Although it is often referred to as the “furry lobster” outside the scientific literature, Kiwa hirsuta is not a true lobster but is more closely related to squat lobsters and hermit crabs.

This video of Kiwa hirsuta was taken from the DSV Alvin.

About Loren Coleman
Loren Coleman is one of the world’s leading cryptozoologists, some say “the” leading. Certainly, he is acknowledged as the current living American researcher and writer who has most popularized cryptozoology in the late 20th and early 21st centuries.
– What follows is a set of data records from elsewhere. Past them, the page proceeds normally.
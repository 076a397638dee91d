//! Axum prediction boundary for Transferlens.

use std::sync::Arc;

use axum::{
    extract::{Query, State},
    http::{header, HeaderValue, StatusCode},
    response::{IntoResponse, Response},
    routing::get,
    Json, Router,
};
use serde::Deserialize;
use tl_predict::EnsembleScorer;
use tokio::net::TcpListener;

pub const CRATE_NAME: &str = "tl-web";

#[derive(Debug, Clone)]
pub struct WebConfig {
    pub port: u16,
}

impl Default for WebConfig {
    fn default() -> Self {
        Self { port: 8000 }
    }
}

impl WebConfig {
    pub fn from_env() -> Self {
        Self {
            port: std::env::var("TL_WEB_PORT")
                .ok()
                .and_then(|v| v.parse().ok())
                .unwrap_or(Self::default().port),
        }
    }
}

#[derive(Clone)]
pub struct AppState {
    pub scorer: Arc<EnsembleScorer>,
}

impl AppState {
    pub fn new(scorer: Arc<EnsembleScorer>) -> Self {
        Self { scorer }
    }
}

#[derive(Debug, Deserialize, Default)]
struct PredictQuery {
    player_name: Option<String>,
}

pub fn app(state: AppState) -> Router {
    Router::new()
        .route("/predict", get(predict_handler).options(preflight_handler))
        .with_state(Arc::new(state))
}

pub async fn serve(state: AppState, config: WebConfig) -> anyhow::Result<()> {
    let listener = TcpListener::bind(("0.0.0.0", config.port)).await?;
    tracing::info!(port = config.port, "prediction api listening");
    axum::serve(listener, app(state)).await?;
    Ok(())
}

/// Preflight answer: permissive headers, no body.
async fn preflight_handler() -> Response {
    with_cors(StatusCode::OK.into_response())
}

async fn predict_handler(
    State(state): State<Arc<AppState>>,
    Query(query): Query<PredictQuery>,
) -> Response {
    let Some(player_name) = query.player_name.filter(|name| !name.trim().is_empty()) else {
        return with_cors(
            (
                StatusCode::BAD_REQUEST,
                "Missing 'player_name' in query string",
            )
                .into_response(),
        );
    };

    match state.scorer.score(&player_name).await {
        Ok(scored) => with_cors(
            Json(serde_json::json!({
                "player_name": player_name,
                "transfer_chance": scored.transfer_chance,
            }))
            .into_response(),
        ),
        Err(err) => with_cors(
            (
                StatusCode::INTERNAL_SERVER_ERROR,
                format!("Server error: {err}"),
            )
                .into_response(),
        ),
    }
}

fn with_cors(mut resp: Response) -> Response {
    let headers = resp.headers_mut();
    headers.insert(
        header::ACCESS_CONTROL_ALLOW_ORIGIN,
        HeaderValue::from_static("*"),
    );
    headers.insert(
        header::ACCESS_CONTROL_ALLOW_HEADERS,
        HeaderValue::from_static("*"),
    );
    headers.insert(
        header::ACCESS_CONTROL_ALLOW_METHODS,
        HeaderValue::from_static("*"),
    );
    resp
}

#[cfg(test)]
mod tests {
    use super::*;
    use async_trait::async_trait;
    use axum::body::Body;
    use http_body_util::BodyExt;
    use tl_adapters::{AdapterError, NewsFeed, ProfileLookup};
    use tl_core::{FeatureVector, PlayerProfile};
    use tl_predict::{
        ChatCompletion, ChatOutcome, ChatRequest, LlmError, ModelError, PredictConfig, ScoreModel,
        TransferClassifier,
    };
    use tower::ServiceExt;

    struct StubProfile {
        fail: bool,
    }

    #[async_trait]
    impl ProfileLookup for StubProfile {
        async fn lookup(&self, player_name: &str) -> Result<PlayerProfile, AdapterError> {
            if self.fail {
                return Err(AdapterError::Message("search backend down".to_string()));
            }
            Ok(PlayerProfile {
                name: Some(player_name.to_string()),
                ..Default::default()
            })
        }
    }

    struct StubModel;

    #[async_trait]
    impl ScoreModel for StubModel {
        async fn score(&self, _features: &FeatureVector) -> Result<f64, ModelError> {
            Ok(0.8)
        }
    }

    struct EmptyFeed;

    #[async_trait]
    impl NewsFeed for EmptyFeed {
        async fn recent_summaries(
            &self,
            _player_name: &str,
            _cap: usize,
        ) -> Result<Vec<String>, AdapterError> {
            Ok(Vec::new())
        }
    }

    struct NeverChat;

    #[async_trait]
    impl ChatCompletion for NeverChat {
        async fn complete(&self, _request: &ChatRequest) -> Result<ChatOutcome, LlmError> {
            Err(LlmError::EmptyChoices)
        }
    }

    fn test_app(fail_lookup: bool) -> Router {
        let classifier =
            TransferClassifier::new(Box::new(NeverChat), &PredictConfig::default());
        let scorer = EnsembleScorer::new(
            Box::new(StubProfile { fail: fail_lookup }),
            Box::new(StubModel),
            Box::new(EmptyFeed),
            classifier,
            0.1,
            5,
        );
        app(AppState::new(Arc::new(scorer)))
    }

    #[tokio::test]
    async fn missing_player_name_is_a_bad_request() {
        let resp = test_app(false)
            .oneshot(
                axum::http::Request::builder()
                    .uri("/predict")
                    .body(Body::empty())
                    .unwrap(),
            )
            .await
            .unwrap();
        assert_eq!(resp.status(), StatusCode::BAD_REQUEST);
        assert_eq!(
            resp.headers()[header::ACCESS_CONTROL_ALLOW_ORIGIN]
                .to_str()
                .unwrap(),
            "*"
        );
    }

    #[tokio::test]
    async fn preflight_gets_permissive_headers_and_no_body() {
        let resp = test_app(false)
            .oneshot(
                axum::http::Request::builder()
                    .method("OPTIONS")
                    .uri("/predict")
                    .body(Body::empty())
                    .unwrap(),
            )
            .await
            .unwrap();
        assert_eq!(resp.status(), StatusCode::OK);
        assert_eq!(
            resp.headers()[header::ACCESS_CONTROL_ALLOW_METHODS]
                .to_str()
                .unwrap(),
            "*"
        );
        let body = resp.into_body().collect().await.unwrap().to_bytes();
        assert!(body.is_empty());
    }

    #[tokio::test]
    async fn prediction_returns_name_and_chance() {
        let resp = test_app(false)
            .oneshot(
                axum::http::Request::builder()
                    .uri("/predict?player_name=Vini%20Jr.")
                    .body(Body::empty())
                    .unwrap(),
            )
            .await
            .unwrap();
        assert_eq!(resp.status(), StatusCode::OK);
        assert_eq!(
            resp.headers()[header::ACCESS_CONTROL_ALLOW_ORIGIN]
                .to_str()
                .unwrap(),
            "*"
        );

        let body = resp.into_body().collect().await.unwrap().to_bytes();
        let value: serde_json::Value = serde_json::from_slice(&body).unwrap();
        assert_eq!(value["player_name"], "Vini Jr.");
        // no articles → 0.1 * 0.8
        let chance = value["transfer_chance"].as_f64().unwrap();
        assert!((chance - 0.08).abs() < 1e-12);
    }

    #[tokio::test]
    async fn lookup_failure_surfaces_as_server_error() {
        let resp = test_app(true)
            .oneshot(
                axum::http::Request::builder()
                    .uri("/predict?player_name=Anyone")
                    .body(Body::empty())
                    .unwrap(),
            )
            .await
            .unwrap();
        assert_eq!(resp.status(), StatusCode::INTERNAL_SERVER_ERROR);
        let body = resp.into_body().collect().await.unwrap().to_bytes();
        let text = String::from_utf8(body.to_vec()).unwrap();
        assert!(text.starts_with("Server error:"));
    }
}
Starting his fieldwork and investigations in 1960, after traveling and trekking extensively in pursuit of cryptozoological mysteries, Coleman began writing to share his experiences in 1969. An honorary member of Ivan T. Sanderson’s Society for the Investigation of the Unexplained in the 1970s, Coleman has been bestowed with similar honorary memberships of the North Idaho College Cryptozoology Club in 1983, and in subsequent years, that of the British Columbia Scientific Cryptozoology Club, CryptoSafari International, and other international organizations. He was also a Life Member and Benefactor of the International Society of Cryptozoology (now-defunct). Loren Coleman’s daily blog, as a member of the Cryptomundo Team, served as an ongoing avenue of communication for the ever-growing body of cryptozoo news from 2005 through 2013.


2 Responses to “Yeti Crab: First Live Footage”

  1. Ceroill responds:

    Neat!

  2. Richard888 responds:

    “1,500 km (900 miles) south of Easter Island in the South Pacific, at a depth of 2,200 m (7,200 feet)”

    You can live anywhere on the planet and that will still be pretty far from home. Great post, Loren!